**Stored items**
//! Permission tiers and the one-level team hierarchy.

use std::collections::HashMap;
use std::fmt;
use std::str::FromStr;

use serde::{Deserialize, Serialize};

use crate::gateway::Team;

/// Repository permission tier, totally ordered by privilege.
///
/// Comparisons go through the derived `Ord` (declaration order), never
/// through string equality.
#[derive(Debug, Clone, Copy, PartialEq, Eq, PartialOrd, Ord, Hash, Serialize, Deserialize)]
#[serde(rename_all = "snake_case")]
pub enum Permission {
    Pull,
    Triage,
    Push,
    Maintain,
    Admin,
}

impl Permission {
    pub const ALL: [Permission; 5] = [
        Permission::Pull,
        Permission::Triage,
        Permission::Push,
        Permission::Maintain,
        Permission::Admin,
    ];

    pub fn as_str(&self) -> &'static str {
        match self {
            Permission::Pull => "pull",
            Permission::Triage => "triage",
            Permission::Push => "push",
            Permission::Maintain => "maintain",
            Permission::Admin => "admin",
        }
    }

    /// Highest tier set in a platform permission flag set.
    ///
    /// Returns `None` when no flag is set.
    pub fn from_flags(
        admin: bool,
        maintain: bool,
        push: bool,
        triage: bool,
        pull: bool,
    ) -> Option<Self> {
        if admin {
            Some(Permission::Admin)
        } else if maintain {
            Some(Permission::Maintain)
        } else if push {
            Some(Permission::Push)
        } else if triage {
            Some(Permission::Triage)
        } else if pull {
            Some(Permission::Pull)
        } else {
            None
        }
    }
}

impl fmt::Display for Permission {
    fn fmt(&self, f: &mut fmt::Formatter<'_>) -> fmt::Result {
        f.write_str(self.as_str())
    }
}

/// Error returned when parsing an unknown permission name.
#[derive(Debug, Clone, PartialEq, Eq, thiserror::Error)]
#[error("unknown permission: {0}")]
pub struct UnknownPermission(pub String);

impl FromStr for Permission {
    type Err = UnknownPermission;

    /// Accepts both tier names and the REST aliases `read` / `write`.
    fn from_str(s: &str) -> Result<Self, Self::Err> {
        match s.to_ascii_lowercase().as_str() {
            "pull" | "read" => Ok(Permission::Pull),
            "triage" => Ok(Permission::Triage),
            "push" | "write" => Ok(Permission::Push),
            "maintain" => Ok(Permission::Maintain),
            "admin" => Ok(Permission::Admin),
            _ => Err(UnknownPermission(s.to_string())),
        }
    }
}

/// Child team name → parent team name, both lowercase.
///
/// Exactly one level: the parent of a parent is never consulted.
#[derive(Debug, Clone, Default, PartialEq, Eq)]
pub struct TeamHierarchy {
    parents: HashMap<String, String>,
}

impl TeamHierarchy {
    pub fn new() -> Self {
        Self::default()
    }

    /// Build from the organization team listing.
    pub fn from_teams(teams: &[Team]) -> Self {
        let parents = teams
            .iter()
            .filter_map(|team| {
                team.parent
                    .as_ref()
                    .map(|parent| (team.key(), parent.key()))
            })
            .collect();
        Self { parents }
    }

    /// Register `child` under `parent` (names are lowercased).
    pub fn with_parent(mut self, child: &str, parent: &str) -> Self {
        self.parents
            .insert(child.to_lowercase(), parent.to_lowercase());
        self
    }

    /// Parent of `team`, if any.
    pub fn parent_of(&self, team: &str) -> Option<&str> {
        self.parents.get(team).map(String::as_str)
    }

    pub fn len(&self) -> usize {
        self.parents.len()
    }

    pub fn is_empty(&self) -> bool {
        self.parents.is_empty()
    }
}

#[cfg(test)]
mod tests {
    use super::*;

    #[test]
    fn test_permission_order_is_by_rank() {
        assert!(Permission::Pull < Permission::Triage);
        assert!(Permission::Triage < Permission::Push);
        assert!(Permission::Push < Permission::Maintain);
        assert!(Permission::Maintain < Permission::Admin);
        assert_eq!(Permission::ALL.iter().max(), Some(&Permission::Admin));
    }

    #[test]
    fn test_permission_parse_accepts_rest_aliases() {
        assert_eq!("read".parse::<Permission>().unwrap(), Permission::Pull);
        assert_eq!("write".parse::<Permission>().unwrap(), Permission::Push);
        assert_eq!("Admin".parse::<Permission>().unwrap(), Permission::Admin);
        assert!("owner".parse::<Permission>().is_err());
    }

    #[test]
    fn test_from_flags_picks_highest() {
        assert_eq!(
            Permission::from_flags(false, true, true, true, true),
            Some(Permission::Maintain)
        );
        assert_eq!(
            Permission::from_flags(false, false, false, false, true),
            Some(Permission::Pull)
        );
        assert_eq!(Permission::from_flags(false, false, false, false, false), None);
    }

    #[test]
    fn test_hierarchy_is_one_level() {
        let platform = Team::new(1, "Platform", "platform");
        let payments = Team::new(2, "Payments", "payments").with_parent(platform.clone());
        let billing = Team::new(3, "Billing", "billing")
            .with_parent(Team::new(2, "Payments", "payments"));

        let hierarchy = TeamHierarchy::from_teams(&[platform, payments, billing]);
        assert_eq!(hierarchy.parent_of("payments"), Some("platform"));
        assert_eq!(hierarchy.parent_of("billing"), Some("payments"));
        assert_eq!(hierarchy.parent_of("platform"), None);
        assert_eq!(hierarchy.len(), 2);
    }
}
//! Global atomic counters for audit runs.
//!
//! Counters are incremented silently at the call site. Call
//! [`Metrics::flush`] to emit current values as a single
//! `tracing::info!` event at the end of a run.

use std::sync::atomic::{AtomicU64, Ordering};

/// Global metrics singleton.
pub static METRICS: Metrics = Metrics::new();

pub struct Metrics {
    repositories_analyzed: AtomicU64,
    issues_found: AtomicU64,
    fixes_attempted: AtomicU64,
    content_mutations: AtomicU64,
}

impl Default for Metrics {
    fn default() -> Self {
        Self::new()
    }
}

impl Metrics {
    pub const fn new() -> Self {
        Self {
            repositories_analyzed: AtomicU64::new(0),
            issues_found: AtomicU64::new(0),
            fixes_attempted: AtomicU64::new(0),
            content_mutations: AtomicU64::new(0),
        }
    }

    pub fn inc_repositories_analyzed(&self) {
        self.repositories_analyzed.fetch_add(1, Ordering::Relaxed);
        tracing::trace!(metric = "repositories_analyzed", "counter incremented");
    }

    pub fn add_issues_found(&self, count: u64) {
        self.issues_found.fetch_add(count, Ordering::Relaxed);
        tracing::trace!(metric = "issues_found", count, "counter incremented");
    }

    pub fn inc_fixes_attempted(&self) {
        self.fixes_attempted.fetch_add(1, Ordering::Relaxed);
        tracing::trace!(metric = "fixes_attempted", "counter incremented");
    }

    /// Counted once per rate-limited content write.
    pub fn inc_content_mutations(&self) {
        self.content_mutations.fetch_add(1, Ordering::Relaxed);
        tracing::trace!(metric = "content_mutations", "counter incremented");
    }

    /// Emit all current counter values as a single `info!` event.
    pub fn flush(&self) {
        tracing::info!(
            metric = "flush",
            repositories_analyzed = self.repositories_analyzed(),
            issues_found = self.issues_found(),
            fixes_attempted = self.fixes_attempted(),
            content_mutations = self.content_mutations(),
        );
    }

    pub fn repositories_analyzed(&self) -> u64 {
        self.repositories_analyzed.load(Ordering::Relaxed)
    }

    pub fn issues_found(&self) -> u64 {
        self.issues_found.load(Ordering::Relaxed)
    }

    pub fn fixes_attempted(&self) -> u64 {
        self.fixes_attempted.load(Ordering::Relaxed)
    }

    pub fn content_mutations(&self) -> u64 {
        self.content_mutations.load(Ordering::Relaxed)
    }

    /// Reset all counters to zero (useful in tests).
    pub fn reset(&self) {
        self.repositories_analyzed.store(0, Ordering::Relaxed);
        self.issues_found.store(0, Ordering::Relaxed);
        self.fixes_attempted.store(0, Ordering::Relaxed);
        self.content_mutations.store(0, Ordering::Relaxed);
    }
}
use std::sync::Arc;

use async_trait::async_trait;

use crate::analyzers::RepositoryAnalyzer;
use crate::gateway::{PlatformGateway, RepositorySettings};
use crate::issue::RepositoryIssue;
use crate::metadata::RepositoryMetadata;
use crate::Result;

/// Merge strategy and feature settings.
pub struct SettingsAnalyzer {
    gateway: Arc<dyn PlatformGateway>,
}

impl SettingsAnalyzer {
    pub fn new(gateway: Arc<dyn PlatformGateway>) -> Self {
        Self { gateway }
    }
}

pub fn evaluate(settings: &RepositorySettings) -> Vec<RepositoryIssue> {
    let mut issues = Vec::new();
    if settings.merge_commit_allowed {
        issues.push(RepositoryIssue::MergeCommitAllowed);
    }
    if !settings.squash_merge_allowed {
        issues.push(RepositoryIssue::SquashMergeDisabled);
    }
    if !settings.auto_merge_allowed {
        issues.push(RepositoryIssue::AutoMergeDisabled);
    }
    if !settings.delete_branch_on_merge {
        issues.push(RepositoryIssue::DeleteBranchOnMergeDisabled);
    }
    if settings.has_wiki {
        issues.push(RepositoryIssue::WikiEnabled);
    }
    issues
}

#[async_trait]
impl RepositoryAnalyzer for SettingsAnalyzer {
    fn name(&self) -> &'static str {
        "settings"
    }

    async fn analyze(&self, metadata: &RepositoryMetadata) -> Result<Vec<RepositoryIssue>> {
        let repository = &metadata.repository;
        let settings = self
            .gateway
            .repository_settings(&repository.owner, &repository.name)
            .await?;
        Ok(evaluate(&settings))
    }
}

#[cfg(test)]
mod tests {
    use super::*;
    use crate::fakes::compliant_settings;

    #[test]
    fn test_compliant_settings() {
        assert!(evaluate(&compliant_settings()).is_empty());
    }

    #[test]
    fn test_rebase_setting_is_not_policed() {
        let settings = RepositorySettings {
            rebase_merge_allowed: false,
            ..compliant_settings()
        };
        assert!(evaluate(&settings).is_empty());
    }

    #[test]
    fn test_every_violation_is_reported() {
        let settings = RepositorySettings {
            merge_commit_allowed: true,
            rebase_merge_allowed: true,
            squash_merge_allowed: false,
            auto_merge_allowed: false,
            delete_branch_on_merge: false,
            has_wiki: true,
        };
        assert_eq!(
            evaluate(&settings),
            vec![
                RepositoryIssue::MergeCommitAllowed,
                RepositoryIssue::SquashMergeDisabled,
                RepositoryIssue::AutoMergeDisabled,
                RepositoryIssue::DeleteBranchOnMergeDisabled,
                RepositoryIssue::WikiEnabled,
            ]
        );
    }
}
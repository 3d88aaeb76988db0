use std::sync::Arc;

use async_trait::async_trait;

use crate::directory::TeamDirectory;
use crate::fix::FixResult;
use crate::fixers::{unsupported, IssueFixer};
use crate::gateway::PlatformGateway;
use crate::issue::{IssueKind, RepositoryIssue};
use crate::metadata::RepositoryMetadata;
use crate::Result;

const KINDS: &[IssueKind] = &[IssueKind::MissedTeamAccess, IssueKind::InvalidTeamAccess];

/// Grants the expected tier to a team with missing or wrong access.
///
/// Collaborator findings are left for manual review.
pub struct AccessFixer {
    gateway: Arc<dyn PlatformGateway>,
    teams: TeamDirectory,
}

impl AccessFixer {
    pub fn new(gateway: Arc<dyn PlatformGateway>) -> Self {
        Self {
            gateway,
            teams: TeamDirectory::default(),
        }
    }
}

#[async_trait]
impl IssueFixer for AccessFixer {
    fn name(&self) -> &'static str {
        "access"
    }

    fn supported_kinds(&self) -> &'static [IssueKind] {
        KINDS
    }

    async fn initialize(&mut self) -> Result<()> {
        self.teams = TeamDirectory::load(self.gateway.as_ref()).await?;
        Ok(())
    }

    async fn fix(
        &self,
        issue: &RepositoryIssue,
        metadata: &RepositoryMetadata,
    ) -> Result<FixResult> {
        let (team_key, permission) = match issue {
            RepositoryIssue::MissedTeamAccess { team, permission } => (team, *permission),
            RepositoryIssue::InvalidTeamAccess { team, expected, .. } => (team, *expected),
            _ => return Ok(unsupported(issue)),
        };
        let Some(team) = self.teams.find(team_key) else {
            return Ok(FixResult::not_fixed(format!("Team not found: {team_key}")));
        };
        self.gateway
            .add_or_update_team_repository_permission(team, &metadata.repository.name, permission)
            .await?;
        Ok(FixResult::fixed())
    }
}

**Task to complete**
Gather up every line in the data above that contains the word "Relaxed", copying each one.

**Expected answer**
        self.repositories_analyzed.fetch_add(1, Ordering::Relaxed);
        self.issues_found.fetch_add(count, Ordering::Relaxed);
        self.fixes_attempted.fetch_add(1, Ordering::Relaxed);
        self.content_mutations.fetch_add(1, Ordering::Relaxed);
        self.repositories_analyzed.load(Ordering::Relaxed)
        self.issues_found.load(Ordering::Relaxed)
        self.fixes_attempted.load(Ordering::Relaxed)
        self.content_mutations.load(Ordering::Relaxed)
        self.repositories_analyzed.store(0, Ordering::Relaxed);
        self.issues_found.store(0, Ordering::Relaxed);
        self.fixes_attempted.store(0, Ordering::Relaxed);
        self.content_mutations.store(0, Ordering::Relaxed);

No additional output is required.